**Try it**
Transcribe the lines from the start of the data below through the line with "Each call walks", word for word and nothing more.

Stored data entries
__________________________________________________
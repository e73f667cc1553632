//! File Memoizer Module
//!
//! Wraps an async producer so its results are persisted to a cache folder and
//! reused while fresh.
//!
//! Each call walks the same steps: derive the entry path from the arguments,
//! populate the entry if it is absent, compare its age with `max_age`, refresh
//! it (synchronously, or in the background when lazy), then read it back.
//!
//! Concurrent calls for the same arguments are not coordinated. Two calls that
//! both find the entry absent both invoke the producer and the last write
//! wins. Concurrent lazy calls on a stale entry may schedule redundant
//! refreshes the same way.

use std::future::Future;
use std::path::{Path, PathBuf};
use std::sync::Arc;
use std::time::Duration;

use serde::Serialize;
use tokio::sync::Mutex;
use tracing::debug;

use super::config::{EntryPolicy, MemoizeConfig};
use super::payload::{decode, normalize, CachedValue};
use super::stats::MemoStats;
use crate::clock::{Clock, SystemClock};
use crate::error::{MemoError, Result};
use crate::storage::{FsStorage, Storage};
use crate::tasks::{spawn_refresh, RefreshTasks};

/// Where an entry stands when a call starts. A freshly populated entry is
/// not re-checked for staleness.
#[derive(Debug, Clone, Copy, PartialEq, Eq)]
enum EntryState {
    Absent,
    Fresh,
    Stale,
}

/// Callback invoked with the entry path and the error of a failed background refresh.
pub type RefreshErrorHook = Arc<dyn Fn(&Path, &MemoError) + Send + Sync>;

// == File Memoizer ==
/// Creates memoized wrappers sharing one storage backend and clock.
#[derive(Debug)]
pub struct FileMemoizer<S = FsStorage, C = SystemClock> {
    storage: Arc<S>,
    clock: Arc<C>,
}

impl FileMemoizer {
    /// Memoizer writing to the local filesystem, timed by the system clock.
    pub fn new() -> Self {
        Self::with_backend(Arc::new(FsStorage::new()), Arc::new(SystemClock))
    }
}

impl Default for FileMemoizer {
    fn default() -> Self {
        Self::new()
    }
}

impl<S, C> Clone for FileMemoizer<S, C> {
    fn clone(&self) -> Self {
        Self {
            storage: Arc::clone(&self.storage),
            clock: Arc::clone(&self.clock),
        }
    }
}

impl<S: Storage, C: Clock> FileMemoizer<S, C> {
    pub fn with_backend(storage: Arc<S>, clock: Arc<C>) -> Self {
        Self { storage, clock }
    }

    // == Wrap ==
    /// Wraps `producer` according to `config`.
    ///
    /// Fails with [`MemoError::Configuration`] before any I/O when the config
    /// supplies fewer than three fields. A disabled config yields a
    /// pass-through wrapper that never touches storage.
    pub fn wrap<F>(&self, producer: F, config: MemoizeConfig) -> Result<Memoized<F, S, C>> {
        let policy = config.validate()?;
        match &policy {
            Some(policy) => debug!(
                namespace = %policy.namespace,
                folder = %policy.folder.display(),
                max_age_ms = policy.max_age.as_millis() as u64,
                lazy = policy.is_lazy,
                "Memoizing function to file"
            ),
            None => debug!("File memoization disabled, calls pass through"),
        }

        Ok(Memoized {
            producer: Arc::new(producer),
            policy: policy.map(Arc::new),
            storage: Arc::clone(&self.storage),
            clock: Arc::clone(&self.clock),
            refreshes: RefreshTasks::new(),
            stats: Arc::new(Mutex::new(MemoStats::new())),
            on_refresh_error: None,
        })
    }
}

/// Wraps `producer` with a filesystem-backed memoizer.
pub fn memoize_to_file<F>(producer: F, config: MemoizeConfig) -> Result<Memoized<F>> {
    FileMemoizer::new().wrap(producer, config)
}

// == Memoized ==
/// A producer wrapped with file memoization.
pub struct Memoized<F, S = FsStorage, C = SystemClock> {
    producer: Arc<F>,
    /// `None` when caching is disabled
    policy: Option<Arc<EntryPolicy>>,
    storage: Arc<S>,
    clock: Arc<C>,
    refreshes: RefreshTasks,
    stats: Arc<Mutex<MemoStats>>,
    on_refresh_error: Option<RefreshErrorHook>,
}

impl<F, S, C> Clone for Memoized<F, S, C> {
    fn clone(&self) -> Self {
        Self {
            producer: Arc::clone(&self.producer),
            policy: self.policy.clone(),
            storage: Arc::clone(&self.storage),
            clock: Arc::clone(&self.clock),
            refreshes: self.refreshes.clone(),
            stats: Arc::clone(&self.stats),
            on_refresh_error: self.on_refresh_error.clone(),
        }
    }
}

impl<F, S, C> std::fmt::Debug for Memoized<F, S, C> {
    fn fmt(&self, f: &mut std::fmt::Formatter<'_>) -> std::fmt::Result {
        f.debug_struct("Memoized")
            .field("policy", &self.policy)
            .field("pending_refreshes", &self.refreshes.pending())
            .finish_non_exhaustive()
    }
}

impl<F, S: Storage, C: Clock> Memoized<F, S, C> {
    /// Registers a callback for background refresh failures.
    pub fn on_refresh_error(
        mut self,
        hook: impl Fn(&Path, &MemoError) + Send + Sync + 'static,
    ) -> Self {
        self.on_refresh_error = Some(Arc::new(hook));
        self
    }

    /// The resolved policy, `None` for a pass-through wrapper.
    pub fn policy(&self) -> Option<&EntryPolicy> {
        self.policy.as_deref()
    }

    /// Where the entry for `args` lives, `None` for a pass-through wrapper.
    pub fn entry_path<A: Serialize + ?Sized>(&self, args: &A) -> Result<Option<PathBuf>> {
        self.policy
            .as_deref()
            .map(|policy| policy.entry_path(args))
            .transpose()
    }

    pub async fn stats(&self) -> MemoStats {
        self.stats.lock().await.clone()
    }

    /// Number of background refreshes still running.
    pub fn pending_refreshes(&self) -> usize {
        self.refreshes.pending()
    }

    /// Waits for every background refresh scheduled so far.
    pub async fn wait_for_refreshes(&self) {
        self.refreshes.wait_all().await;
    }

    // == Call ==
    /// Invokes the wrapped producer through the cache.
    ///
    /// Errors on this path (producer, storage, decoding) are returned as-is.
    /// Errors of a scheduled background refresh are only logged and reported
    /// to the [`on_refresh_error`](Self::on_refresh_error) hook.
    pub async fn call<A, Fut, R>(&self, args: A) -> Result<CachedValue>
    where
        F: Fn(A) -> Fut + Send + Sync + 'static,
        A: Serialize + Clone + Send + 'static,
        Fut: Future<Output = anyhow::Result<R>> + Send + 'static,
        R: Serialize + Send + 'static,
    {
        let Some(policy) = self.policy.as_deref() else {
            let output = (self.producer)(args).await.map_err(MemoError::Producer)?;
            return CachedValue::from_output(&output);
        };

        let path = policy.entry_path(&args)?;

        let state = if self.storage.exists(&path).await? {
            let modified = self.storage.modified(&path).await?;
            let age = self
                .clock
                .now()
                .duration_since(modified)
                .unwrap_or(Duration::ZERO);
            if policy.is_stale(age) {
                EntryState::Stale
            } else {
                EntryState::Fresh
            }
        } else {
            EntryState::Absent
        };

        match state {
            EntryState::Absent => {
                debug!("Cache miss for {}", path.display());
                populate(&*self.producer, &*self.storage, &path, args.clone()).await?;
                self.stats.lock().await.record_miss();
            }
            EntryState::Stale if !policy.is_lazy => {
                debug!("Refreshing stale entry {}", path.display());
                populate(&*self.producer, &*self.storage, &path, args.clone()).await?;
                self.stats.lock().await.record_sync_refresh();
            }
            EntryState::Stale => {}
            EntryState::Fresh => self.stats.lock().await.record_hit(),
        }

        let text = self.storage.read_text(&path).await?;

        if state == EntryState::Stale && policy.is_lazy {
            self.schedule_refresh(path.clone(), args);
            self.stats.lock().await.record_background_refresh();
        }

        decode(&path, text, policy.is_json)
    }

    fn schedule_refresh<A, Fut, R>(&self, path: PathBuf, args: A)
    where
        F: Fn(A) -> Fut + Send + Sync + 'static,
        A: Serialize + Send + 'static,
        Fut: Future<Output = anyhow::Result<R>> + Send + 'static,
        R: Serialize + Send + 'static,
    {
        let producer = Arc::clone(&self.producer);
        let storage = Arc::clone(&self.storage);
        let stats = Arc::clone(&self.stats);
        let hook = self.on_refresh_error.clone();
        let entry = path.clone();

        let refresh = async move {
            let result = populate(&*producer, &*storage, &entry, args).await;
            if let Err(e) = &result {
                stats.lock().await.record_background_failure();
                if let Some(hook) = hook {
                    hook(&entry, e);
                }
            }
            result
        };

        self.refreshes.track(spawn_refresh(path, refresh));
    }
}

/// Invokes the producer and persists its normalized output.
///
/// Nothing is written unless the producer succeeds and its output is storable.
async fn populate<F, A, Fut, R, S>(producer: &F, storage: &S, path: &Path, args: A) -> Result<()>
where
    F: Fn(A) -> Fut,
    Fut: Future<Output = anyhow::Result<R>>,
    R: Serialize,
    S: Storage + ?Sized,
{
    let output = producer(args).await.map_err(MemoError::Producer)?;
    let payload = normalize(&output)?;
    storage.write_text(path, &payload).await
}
__________________________________________________
**The answer**
repository e73f667cc1553632
//! File Memoizer Module
//!
//! Wraps an async producer so its results are persisted to a cache folder and
//! reused while fresh.
//!
//! Each call walks the same steps: derive the entry path from the arguments,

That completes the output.